◆ Work to complete
The result should be every line of the listing that contains "derive".

◆ Information supplied

use chrono::{DateTime, Utc};
use serde::{Deserialize, Serialize};

use crate::error::{Result, ScanError};
use crate::geometry::Region;

#[derive(Debug, Clone, Copy, Default, Serialize, Deserialize, PartialEq, Eq)]
#[serde(rename_all = "camelCase")]
pub enum SessionStatus {
    #[default]
    Idle,
    Starting,
    Scanning,
    Stopping,
}

#[derive(Debug, Clone, Default, Serialize)]
#[serde(rename_all = "camelCase")]
pub struct SessionState {
    pub status: SessionStatus,
    /// Fresh for every camera start; ties log lines of one run together.
    pub run_id: Option<String>,
    pub device_id: Option<String>,
    pub started_at: Option<DateTime<Utc>>,
    pub region: Option<Region>,
}

impl SessionState {
    pub fn new() -> Self {
        Self::default()
    }

    /// Camera start is only allowed from `Idle`; a running session is never
    /// silently replaced.
    pub fn ensure_can_start(&self) -> Result<()> {
        match self.status {
            SessionStatus::Idle => Ok(()),
            other => Err(ScanError::InvalidState(format!(
                "cannot start scanning while {other:?}, stop the current scan first"
            ))),
        }
    }

    /// `Starting` is accepted so a start that was abandoned half-way can be
    /// torn down; `Stopping` so an interrupted stop can be finished.
    pub fn ensure_can_stop(&self) -> Result<()> {
        match self.status {
            SessionStatus::Idle => Err(ScanError::InvalidState(
                "cannot stop, scanner is not running".into(),
            )),
            SessionStatus::Starting | SessionStatus::Scanning | SessionStatus::Stopping => Ok(()),
        }
    }

    /// Guard for operations that must not run alongside camera scanning.
    pub fn ensure_idle_for(&self, operation: &str) -> Result<()> {
        if self.status == SessionStatus::Idle {
            Ok(())
        } else {
            Err(ScanError::InvalidState(format!(
                "cannot {operation} while camera scanning is {:?}, stop it first",
                self.status
            )))
        }
    }

    pub fn begin_start(
        &mut self,
        run_id: String,
        device_id: String,
        region: Region,
        started_at: DateTime<Utc>,
    ) {
        *self = Self {
            status: SessionStatus::Starting,
            run_id: Some(run_id),
            device_id: Some(device_id),
            started_at: Some(started_at),
            region: Some(region),
        };
    }

    pub fn mark_scanning(&mut self) {
        self.status = SessionStatus::Scanning;
    }

    pub fn begin_stop(&mut self) {
        self.status = SessionStatus::Stopping;
    }

    pub fn reset(&mut self) {
        *self = Self::default();
    }
}

/// Point-in-time view of a session for hosts and logs.
#[derive(Debug, Clone, Serialize)]
#[serde(rename_all = "camelCase")]
pub struct SessionSnapshot {
    pub state: SessionState,
    pub frames_sampled: u64,
}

◆ Written reply
#[derive(Debug, Clone, Copy, Default, Serialize, Deserialize, PartialEq, Eq)]
#[derive(Debug, Clone, Default, Serialize)]
#[derive(Debug, Clone, Serialize)]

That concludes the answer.